== Entries shown ==
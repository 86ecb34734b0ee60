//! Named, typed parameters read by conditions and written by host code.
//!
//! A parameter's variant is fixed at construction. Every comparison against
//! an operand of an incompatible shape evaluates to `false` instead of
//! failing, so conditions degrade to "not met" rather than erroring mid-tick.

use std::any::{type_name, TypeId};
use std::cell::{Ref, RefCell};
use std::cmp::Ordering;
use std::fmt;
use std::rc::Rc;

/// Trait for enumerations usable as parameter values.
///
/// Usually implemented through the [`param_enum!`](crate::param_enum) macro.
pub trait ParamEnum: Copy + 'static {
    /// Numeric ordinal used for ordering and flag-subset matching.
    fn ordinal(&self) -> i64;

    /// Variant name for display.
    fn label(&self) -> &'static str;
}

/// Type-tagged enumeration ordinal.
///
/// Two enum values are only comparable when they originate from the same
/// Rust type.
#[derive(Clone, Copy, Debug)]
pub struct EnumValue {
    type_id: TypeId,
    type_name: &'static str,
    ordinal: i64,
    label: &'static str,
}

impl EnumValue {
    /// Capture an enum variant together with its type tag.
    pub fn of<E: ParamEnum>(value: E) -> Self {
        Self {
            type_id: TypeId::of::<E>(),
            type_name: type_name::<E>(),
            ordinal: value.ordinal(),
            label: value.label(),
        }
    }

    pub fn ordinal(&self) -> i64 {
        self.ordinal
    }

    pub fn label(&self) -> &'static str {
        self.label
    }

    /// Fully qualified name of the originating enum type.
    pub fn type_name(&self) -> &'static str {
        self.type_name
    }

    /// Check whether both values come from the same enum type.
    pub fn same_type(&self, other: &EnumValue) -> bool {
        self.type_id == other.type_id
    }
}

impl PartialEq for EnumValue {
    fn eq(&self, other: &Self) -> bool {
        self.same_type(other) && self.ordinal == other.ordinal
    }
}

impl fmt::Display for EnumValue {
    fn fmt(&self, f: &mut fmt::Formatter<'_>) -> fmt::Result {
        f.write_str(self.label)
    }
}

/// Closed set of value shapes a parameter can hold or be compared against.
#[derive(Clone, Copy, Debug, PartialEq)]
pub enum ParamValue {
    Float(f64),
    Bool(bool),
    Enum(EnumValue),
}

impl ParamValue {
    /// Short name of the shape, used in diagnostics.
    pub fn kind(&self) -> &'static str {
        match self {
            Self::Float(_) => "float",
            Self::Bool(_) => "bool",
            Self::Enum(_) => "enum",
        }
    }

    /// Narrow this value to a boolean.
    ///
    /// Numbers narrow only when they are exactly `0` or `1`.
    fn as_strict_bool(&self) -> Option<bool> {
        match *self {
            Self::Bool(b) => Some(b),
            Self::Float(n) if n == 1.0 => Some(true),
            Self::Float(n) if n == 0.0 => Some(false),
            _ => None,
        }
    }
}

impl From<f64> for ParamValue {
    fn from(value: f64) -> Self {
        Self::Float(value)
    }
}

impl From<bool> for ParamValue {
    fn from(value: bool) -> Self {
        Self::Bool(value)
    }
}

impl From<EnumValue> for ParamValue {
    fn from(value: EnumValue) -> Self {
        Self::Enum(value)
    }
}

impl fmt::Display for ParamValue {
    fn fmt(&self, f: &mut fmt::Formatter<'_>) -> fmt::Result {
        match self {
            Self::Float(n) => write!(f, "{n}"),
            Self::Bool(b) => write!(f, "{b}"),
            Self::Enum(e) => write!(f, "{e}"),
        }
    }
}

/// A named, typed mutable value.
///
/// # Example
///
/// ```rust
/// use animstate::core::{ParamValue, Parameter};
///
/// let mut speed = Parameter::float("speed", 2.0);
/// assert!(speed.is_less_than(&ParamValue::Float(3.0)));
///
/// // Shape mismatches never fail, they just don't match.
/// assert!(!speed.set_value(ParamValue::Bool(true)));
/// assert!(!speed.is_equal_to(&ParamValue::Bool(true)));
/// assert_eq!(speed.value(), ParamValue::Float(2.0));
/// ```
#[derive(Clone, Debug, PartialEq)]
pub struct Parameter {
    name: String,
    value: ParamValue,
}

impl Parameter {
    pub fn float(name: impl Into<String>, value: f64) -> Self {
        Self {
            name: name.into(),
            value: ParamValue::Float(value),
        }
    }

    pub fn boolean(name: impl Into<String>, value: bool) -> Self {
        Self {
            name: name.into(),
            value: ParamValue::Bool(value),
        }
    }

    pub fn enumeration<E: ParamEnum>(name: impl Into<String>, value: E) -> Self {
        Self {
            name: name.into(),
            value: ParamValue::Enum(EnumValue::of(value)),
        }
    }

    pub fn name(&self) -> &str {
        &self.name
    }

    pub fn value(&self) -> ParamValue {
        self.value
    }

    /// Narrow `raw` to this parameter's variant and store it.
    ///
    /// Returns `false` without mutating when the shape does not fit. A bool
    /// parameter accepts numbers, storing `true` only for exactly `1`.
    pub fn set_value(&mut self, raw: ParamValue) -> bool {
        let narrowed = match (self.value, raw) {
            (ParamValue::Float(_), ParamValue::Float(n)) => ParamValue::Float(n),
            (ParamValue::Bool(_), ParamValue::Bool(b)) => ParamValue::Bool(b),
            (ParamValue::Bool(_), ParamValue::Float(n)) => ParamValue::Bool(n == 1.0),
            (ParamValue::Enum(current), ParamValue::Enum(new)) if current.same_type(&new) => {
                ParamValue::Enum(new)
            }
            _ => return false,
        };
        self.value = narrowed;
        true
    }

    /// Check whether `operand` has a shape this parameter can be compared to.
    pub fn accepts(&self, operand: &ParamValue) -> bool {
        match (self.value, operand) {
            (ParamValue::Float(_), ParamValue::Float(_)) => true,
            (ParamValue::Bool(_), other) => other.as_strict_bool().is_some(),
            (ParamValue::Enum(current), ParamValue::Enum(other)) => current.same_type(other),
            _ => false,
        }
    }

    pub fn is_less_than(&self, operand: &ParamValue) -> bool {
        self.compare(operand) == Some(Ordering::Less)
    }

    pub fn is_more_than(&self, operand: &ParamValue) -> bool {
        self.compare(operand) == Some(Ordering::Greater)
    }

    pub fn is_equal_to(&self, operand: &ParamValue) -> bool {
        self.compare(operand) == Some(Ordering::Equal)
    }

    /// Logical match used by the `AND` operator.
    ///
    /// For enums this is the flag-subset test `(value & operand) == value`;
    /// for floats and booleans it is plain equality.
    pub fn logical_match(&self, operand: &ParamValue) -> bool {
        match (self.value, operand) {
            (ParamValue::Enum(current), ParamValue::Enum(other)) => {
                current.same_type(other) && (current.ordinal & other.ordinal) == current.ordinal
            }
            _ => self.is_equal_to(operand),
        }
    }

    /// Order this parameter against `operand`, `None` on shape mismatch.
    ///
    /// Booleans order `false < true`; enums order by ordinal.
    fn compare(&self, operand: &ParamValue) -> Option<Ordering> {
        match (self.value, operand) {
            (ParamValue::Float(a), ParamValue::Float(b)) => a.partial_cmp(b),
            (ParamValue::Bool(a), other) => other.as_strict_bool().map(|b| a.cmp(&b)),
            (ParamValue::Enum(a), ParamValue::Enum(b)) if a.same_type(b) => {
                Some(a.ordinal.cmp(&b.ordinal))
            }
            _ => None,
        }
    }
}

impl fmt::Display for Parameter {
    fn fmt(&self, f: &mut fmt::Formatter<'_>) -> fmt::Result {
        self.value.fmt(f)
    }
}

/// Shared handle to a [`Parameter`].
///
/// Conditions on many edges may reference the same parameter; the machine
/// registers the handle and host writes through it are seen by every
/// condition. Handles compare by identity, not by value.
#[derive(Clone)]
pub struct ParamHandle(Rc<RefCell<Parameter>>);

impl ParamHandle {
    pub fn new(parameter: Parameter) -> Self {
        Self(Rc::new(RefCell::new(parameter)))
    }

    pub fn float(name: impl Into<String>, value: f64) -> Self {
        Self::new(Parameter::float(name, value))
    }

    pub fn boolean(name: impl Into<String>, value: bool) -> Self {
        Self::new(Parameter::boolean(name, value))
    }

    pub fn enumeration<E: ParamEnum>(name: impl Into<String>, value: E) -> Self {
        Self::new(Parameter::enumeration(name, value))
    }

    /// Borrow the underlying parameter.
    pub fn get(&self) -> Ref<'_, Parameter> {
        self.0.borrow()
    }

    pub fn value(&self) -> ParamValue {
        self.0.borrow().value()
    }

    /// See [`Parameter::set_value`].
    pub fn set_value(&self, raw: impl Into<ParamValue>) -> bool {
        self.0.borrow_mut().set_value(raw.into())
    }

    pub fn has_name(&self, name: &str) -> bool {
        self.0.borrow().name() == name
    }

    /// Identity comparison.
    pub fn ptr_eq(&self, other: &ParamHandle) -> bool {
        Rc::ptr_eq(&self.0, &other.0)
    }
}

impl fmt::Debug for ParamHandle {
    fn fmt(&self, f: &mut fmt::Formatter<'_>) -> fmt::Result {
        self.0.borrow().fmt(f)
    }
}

...

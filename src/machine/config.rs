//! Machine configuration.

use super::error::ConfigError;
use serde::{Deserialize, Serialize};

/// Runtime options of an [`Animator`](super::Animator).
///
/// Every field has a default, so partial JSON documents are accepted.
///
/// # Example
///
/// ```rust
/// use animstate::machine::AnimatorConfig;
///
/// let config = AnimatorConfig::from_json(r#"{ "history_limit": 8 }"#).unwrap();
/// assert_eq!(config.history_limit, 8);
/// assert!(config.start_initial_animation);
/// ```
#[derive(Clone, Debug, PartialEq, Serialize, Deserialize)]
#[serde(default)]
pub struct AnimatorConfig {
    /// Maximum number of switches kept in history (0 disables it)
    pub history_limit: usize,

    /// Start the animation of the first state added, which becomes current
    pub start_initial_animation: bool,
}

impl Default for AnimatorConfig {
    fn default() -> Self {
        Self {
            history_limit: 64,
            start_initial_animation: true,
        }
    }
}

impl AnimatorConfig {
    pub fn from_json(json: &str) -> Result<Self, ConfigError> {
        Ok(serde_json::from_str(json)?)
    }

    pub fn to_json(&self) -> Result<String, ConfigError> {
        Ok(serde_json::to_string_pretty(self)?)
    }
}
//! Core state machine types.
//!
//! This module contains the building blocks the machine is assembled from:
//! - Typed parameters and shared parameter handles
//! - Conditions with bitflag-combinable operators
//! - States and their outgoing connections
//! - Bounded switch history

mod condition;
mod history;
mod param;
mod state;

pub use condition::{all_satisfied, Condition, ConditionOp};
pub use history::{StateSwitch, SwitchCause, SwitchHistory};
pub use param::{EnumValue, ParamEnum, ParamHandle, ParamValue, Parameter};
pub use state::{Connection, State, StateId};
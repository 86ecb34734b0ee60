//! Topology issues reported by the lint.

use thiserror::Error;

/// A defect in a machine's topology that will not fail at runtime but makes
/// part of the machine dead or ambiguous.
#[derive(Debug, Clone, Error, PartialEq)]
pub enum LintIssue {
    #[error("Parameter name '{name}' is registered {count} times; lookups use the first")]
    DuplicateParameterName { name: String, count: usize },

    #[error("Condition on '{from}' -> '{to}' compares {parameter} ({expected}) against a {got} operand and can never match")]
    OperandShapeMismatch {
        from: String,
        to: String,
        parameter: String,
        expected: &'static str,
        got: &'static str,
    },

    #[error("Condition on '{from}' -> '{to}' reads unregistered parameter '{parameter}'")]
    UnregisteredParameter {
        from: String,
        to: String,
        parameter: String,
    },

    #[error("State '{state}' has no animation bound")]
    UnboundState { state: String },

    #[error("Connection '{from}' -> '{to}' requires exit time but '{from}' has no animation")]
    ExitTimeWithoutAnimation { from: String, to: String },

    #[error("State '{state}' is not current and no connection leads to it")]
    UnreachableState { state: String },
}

== Exercise brief ==
Say how many lines of the data include the word "compared". Respond with the number alone.

== Your solution ==
2